━━━ RECORDS PROVIDED ━━━
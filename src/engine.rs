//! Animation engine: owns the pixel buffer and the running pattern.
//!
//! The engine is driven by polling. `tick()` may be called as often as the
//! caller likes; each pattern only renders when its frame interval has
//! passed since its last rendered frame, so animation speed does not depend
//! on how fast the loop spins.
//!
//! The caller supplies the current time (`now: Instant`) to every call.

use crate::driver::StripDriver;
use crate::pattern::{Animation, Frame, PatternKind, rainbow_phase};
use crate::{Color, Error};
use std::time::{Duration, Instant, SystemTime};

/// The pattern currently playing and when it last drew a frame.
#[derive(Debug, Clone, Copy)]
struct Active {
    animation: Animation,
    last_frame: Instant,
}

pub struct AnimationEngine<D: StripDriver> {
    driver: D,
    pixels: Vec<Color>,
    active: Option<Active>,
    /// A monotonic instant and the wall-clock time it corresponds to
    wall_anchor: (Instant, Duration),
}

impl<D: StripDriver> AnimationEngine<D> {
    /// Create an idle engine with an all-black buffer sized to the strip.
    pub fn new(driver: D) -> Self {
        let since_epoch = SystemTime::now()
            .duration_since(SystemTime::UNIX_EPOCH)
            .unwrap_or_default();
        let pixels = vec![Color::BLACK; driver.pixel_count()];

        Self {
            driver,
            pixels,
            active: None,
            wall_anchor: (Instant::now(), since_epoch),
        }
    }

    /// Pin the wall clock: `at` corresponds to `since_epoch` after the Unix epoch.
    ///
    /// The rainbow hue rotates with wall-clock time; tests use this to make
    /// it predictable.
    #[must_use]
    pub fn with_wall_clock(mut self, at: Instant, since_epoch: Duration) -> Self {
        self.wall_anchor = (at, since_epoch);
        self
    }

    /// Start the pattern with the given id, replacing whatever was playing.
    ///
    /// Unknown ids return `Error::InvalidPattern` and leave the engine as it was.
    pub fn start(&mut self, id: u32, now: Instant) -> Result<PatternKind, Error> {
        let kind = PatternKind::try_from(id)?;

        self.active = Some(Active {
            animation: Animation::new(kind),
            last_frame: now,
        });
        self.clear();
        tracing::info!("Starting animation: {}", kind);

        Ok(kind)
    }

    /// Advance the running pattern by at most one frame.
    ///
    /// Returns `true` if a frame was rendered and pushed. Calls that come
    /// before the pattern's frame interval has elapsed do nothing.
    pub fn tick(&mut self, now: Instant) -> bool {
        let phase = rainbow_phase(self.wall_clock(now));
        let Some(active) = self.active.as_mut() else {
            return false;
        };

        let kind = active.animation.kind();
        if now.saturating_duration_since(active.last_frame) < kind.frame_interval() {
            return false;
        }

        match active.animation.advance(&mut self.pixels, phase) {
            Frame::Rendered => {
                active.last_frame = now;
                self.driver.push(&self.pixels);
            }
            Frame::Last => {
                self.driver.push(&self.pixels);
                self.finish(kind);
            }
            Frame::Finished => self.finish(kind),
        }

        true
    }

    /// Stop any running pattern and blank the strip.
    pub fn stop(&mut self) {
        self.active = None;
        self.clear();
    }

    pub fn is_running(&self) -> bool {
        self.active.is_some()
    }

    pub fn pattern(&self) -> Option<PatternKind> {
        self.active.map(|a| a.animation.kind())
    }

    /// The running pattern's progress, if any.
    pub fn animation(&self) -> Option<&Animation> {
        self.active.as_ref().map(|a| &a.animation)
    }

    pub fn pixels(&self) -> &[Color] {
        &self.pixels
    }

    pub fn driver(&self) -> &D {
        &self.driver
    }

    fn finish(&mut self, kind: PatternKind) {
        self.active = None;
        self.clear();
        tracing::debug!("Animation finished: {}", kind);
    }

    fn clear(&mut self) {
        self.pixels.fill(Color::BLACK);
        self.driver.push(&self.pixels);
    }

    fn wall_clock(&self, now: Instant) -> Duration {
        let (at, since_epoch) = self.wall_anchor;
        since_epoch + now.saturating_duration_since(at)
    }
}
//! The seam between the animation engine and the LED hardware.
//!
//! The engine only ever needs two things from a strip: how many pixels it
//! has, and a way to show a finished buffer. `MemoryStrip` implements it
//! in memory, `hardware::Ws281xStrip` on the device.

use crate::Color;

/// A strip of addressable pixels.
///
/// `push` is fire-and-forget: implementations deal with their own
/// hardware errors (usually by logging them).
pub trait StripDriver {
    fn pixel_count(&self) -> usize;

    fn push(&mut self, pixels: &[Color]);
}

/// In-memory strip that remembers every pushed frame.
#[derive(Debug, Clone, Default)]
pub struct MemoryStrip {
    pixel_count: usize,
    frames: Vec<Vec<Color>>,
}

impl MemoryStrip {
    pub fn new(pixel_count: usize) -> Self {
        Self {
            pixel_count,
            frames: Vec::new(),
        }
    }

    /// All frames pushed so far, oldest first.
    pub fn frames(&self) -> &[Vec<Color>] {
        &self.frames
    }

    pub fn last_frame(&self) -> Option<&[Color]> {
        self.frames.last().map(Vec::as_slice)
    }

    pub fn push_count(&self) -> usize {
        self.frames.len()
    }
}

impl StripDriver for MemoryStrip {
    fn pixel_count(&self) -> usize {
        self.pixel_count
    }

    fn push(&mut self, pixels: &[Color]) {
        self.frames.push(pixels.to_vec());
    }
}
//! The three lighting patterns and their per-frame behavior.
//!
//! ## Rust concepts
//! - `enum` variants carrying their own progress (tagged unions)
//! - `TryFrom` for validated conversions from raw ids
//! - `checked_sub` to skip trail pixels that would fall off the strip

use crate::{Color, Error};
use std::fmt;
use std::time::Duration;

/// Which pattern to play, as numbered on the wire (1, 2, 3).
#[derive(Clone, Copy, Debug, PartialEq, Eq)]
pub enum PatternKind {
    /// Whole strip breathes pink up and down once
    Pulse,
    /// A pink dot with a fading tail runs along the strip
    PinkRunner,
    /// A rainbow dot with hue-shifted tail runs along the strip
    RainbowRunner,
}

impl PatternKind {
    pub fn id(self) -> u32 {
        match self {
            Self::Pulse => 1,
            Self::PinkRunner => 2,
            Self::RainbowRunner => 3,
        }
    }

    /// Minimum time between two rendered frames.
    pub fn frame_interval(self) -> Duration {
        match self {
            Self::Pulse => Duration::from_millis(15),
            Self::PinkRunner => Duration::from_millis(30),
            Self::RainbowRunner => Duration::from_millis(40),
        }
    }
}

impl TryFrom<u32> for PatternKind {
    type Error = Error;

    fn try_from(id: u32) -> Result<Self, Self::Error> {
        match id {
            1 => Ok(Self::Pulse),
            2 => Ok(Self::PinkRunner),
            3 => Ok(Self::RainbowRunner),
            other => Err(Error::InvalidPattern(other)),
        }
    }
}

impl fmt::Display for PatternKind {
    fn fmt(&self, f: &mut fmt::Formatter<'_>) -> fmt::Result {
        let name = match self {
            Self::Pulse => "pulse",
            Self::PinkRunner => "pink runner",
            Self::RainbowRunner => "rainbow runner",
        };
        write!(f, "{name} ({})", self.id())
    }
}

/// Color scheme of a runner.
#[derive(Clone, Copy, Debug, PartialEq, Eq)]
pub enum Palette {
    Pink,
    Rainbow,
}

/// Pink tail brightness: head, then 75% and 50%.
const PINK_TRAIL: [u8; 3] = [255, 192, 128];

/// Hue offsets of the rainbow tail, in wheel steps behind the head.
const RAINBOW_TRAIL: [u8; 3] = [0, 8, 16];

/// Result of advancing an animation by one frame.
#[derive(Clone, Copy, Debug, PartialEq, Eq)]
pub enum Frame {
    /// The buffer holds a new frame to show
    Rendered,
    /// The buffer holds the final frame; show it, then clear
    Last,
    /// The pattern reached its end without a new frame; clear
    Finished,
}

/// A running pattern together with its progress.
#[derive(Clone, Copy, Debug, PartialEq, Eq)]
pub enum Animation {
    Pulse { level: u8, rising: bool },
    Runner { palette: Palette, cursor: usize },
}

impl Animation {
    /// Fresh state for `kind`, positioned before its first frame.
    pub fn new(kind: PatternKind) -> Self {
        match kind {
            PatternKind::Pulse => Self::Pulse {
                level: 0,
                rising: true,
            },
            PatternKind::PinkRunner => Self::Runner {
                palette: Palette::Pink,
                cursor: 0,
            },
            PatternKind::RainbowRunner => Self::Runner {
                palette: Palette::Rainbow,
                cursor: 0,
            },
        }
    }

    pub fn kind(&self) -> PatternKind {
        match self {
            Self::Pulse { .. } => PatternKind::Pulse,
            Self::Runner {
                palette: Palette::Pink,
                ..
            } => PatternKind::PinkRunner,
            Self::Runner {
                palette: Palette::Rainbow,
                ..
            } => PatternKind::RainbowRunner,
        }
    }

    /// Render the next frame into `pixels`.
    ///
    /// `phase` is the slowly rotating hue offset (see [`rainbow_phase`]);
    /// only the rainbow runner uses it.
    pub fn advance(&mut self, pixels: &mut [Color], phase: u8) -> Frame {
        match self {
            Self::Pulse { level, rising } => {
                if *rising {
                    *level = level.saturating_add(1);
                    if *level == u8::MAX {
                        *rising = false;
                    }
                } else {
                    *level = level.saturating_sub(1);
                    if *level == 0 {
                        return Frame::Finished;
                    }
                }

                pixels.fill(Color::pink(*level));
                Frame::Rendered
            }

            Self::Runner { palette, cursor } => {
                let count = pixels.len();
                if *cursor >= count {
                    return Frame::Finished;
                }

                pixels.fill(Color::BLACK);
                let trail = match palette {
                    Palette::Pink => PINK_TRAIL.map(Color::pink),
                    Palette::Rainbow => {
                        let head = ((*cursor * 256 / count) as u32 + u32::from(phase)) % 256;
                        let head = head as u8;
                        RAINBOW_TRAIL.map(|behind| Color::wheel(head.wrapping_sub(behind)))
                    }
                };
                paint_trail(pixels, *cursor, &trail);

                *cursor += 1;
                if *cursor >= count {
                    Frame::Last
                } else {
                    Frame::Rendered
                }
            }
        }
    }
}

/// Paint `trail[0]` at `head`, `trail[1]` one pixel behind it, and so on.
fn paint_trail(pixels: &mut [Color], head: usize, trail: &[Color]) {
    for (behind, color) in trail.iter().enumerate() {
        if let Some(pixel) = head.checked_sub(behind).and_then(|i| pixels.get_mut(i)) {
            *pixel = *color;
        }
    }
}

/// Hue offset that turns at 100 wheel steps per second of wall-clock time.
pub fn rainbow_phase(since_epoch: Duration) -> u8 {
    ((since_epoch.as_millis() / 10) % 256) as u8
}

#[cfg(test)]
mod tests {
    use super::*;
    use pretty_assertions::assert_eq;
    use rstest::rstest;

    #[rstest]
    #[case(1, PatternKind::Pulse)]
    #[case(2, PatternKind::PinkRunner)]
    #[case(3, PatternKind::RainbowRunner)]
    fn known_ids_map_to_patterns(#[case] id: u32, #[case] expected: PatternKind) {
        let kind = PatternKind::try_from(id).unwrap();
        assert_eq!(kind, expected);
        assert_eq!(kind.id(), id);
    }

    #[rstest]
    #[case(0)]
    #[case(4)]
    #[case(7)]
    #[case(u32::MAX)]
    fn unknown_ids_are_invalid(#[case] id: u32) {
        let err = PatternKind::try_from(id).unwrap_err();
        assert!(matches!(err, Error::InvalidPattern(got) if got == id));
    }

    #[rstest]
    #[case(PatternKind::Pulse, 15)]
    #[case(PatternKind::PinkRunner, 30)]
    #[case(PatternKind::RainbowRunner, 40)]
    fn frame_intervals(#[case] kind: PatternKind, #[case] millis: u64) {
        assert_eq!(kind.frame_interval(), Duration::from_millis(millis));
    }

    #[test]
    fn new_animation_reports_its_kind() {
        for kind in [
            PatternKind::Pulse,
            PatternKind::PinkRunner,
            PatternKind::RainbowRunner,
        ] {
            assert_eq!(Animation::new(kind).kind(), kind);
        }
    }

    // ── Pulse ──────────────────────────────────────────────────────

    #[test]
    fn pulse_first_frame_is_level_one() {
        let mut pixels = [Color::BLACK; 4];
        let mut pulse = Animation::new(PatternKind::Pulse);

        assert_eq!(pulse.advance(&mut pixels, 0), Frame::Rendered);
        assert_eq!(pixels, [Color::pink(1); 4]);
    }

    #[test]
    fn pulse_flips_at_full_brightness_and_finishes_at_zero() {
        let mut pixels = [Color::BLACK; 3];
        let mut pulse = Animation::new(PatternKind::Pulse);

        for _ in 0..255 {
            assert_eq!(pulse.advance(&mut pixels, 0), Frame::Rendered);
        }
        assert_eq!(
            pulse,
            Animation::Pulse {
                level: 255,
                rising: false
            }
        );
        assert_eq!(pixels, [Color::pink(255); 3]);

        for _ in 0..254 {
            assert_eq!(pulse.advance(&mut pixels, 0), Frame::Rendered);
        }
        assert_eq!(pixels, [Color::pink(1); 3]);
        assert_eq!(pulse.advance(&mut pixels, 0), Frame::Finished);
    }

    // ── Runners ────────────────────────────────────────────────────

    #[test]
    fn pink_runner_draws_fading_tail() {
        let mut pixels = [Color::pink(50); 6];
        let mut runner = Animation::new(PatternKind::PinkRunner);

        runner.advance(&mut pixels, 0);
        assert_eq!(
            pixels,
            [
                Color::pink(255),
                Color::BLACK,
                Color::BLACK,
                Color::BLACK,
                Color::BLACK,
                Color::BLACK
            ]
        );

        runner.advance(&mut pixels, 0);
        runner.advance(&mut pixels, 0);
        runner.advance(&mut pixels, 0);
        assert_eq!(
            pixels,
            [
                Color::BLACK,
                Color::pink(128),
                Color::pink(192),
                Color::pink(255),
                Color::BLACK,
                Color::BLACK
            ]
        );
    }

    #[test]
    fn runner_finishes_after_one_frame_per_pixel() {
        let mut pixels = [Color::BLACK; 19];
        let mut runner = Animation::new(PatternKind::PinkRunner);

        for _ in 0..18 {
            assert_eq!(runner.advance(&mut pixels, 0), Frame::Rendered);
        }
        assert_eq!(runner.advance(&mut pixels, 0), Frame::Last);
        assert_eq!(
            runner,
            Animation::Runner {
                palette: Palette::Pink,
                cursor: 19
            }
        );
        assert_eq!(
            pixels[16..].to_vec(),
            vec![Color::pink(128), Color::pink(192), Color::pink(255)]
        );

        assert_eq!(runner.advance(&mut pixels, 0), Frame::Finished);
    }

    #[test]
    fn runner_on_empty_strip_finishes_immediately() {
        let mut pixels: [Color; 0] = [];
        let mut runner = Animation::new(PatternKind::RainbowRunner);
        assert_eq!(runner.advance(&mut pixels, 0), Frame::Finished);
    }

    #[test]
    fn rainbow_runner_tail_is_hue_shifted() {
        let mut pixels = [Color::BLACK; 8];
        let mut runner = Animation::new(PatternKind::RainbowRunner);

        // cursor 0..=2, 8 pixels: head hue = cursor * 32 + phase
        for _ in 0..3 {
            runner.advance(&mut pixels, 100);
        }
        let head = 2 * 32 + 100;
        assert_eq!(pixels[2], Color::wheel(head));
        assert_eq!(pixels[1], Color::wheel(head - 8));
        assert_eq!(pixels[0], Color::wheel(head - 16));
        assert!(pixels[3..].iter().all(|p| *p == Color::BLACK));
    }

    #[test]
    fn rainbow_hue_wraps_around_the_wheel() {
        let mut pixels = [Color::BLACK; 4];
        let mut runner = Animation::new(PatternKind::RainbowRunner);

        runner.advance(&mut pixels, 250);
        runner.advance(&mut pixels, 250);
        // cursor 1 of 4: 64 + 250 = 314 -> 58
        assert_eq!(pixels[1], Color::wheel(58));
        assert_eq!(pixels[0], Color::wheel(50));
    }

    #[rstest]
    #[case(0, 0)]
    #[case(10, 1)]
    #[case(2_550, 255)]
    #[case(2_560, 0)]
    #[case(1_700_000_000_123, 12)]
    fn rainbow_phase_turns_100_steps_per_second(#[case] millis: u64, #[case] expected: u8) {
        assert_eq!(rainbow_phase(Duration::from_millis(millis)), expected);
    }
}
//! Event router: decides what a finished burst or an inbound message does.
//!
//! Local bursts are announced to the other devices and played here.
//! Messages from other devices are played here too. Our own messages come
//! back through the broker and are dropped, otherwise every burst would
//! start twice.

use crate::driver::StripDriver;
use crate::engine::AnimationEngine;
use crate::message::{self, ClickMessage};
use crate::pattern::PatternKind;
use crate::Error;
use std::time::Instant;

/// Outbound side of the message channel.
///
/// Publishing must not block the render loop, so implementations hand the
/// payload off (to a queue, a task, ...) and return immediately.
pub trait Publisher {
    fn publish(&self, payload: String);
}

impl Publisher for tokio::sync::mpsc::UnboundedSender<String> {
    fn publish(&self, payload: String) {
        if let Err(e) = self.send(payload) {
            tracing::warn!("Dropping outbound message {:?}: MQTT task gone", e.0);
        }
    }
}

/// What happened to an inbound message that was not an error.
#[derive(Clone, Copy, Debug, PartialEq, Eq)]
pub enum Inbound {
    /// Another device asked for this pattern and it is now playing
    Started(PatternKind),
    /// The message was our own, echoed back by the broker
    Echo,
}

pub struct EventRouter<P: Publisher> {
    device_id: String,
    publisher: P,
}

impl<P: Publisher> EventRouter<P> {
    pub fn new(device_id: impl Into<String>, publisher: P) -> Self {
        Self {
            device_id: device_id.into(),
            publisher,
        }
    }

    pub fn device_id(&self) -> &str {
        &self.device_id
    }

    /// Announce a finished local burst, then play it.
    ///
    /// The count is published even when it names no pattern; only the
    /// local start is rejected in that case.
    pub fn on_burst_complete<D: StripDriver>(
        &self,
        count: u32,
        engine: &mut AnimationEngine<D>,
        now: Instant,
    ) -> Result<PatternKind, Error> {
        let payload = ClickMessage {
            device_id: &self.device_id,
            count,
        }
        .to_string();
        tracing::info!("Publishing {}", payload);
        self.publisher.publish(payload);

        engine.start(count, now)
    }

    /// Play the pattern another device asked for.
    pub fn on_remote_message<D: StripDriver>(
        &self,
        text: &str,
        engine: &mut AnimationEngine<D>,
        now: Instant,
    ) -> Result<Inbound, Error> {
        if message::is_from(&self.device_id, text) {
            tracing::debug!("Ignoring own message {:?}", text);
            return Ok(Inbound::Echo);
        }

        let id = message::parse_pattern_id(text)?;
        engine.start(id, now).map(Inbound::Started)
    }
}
━━━
The entries above hold a line with "if now.saturating_duration_since(active.last_frame) <" and a later line with "active.last_frame = now;". Write out exactly those lines and all lines between, nothing more.

        if now.saturating_duration_since(active.last_frame) < kind.frame_interval() {
            return false;
        }

        match active.animation.advance(&mut self.pixels, phase) {
            Frame::Rendered => {
                active.last_frame = now;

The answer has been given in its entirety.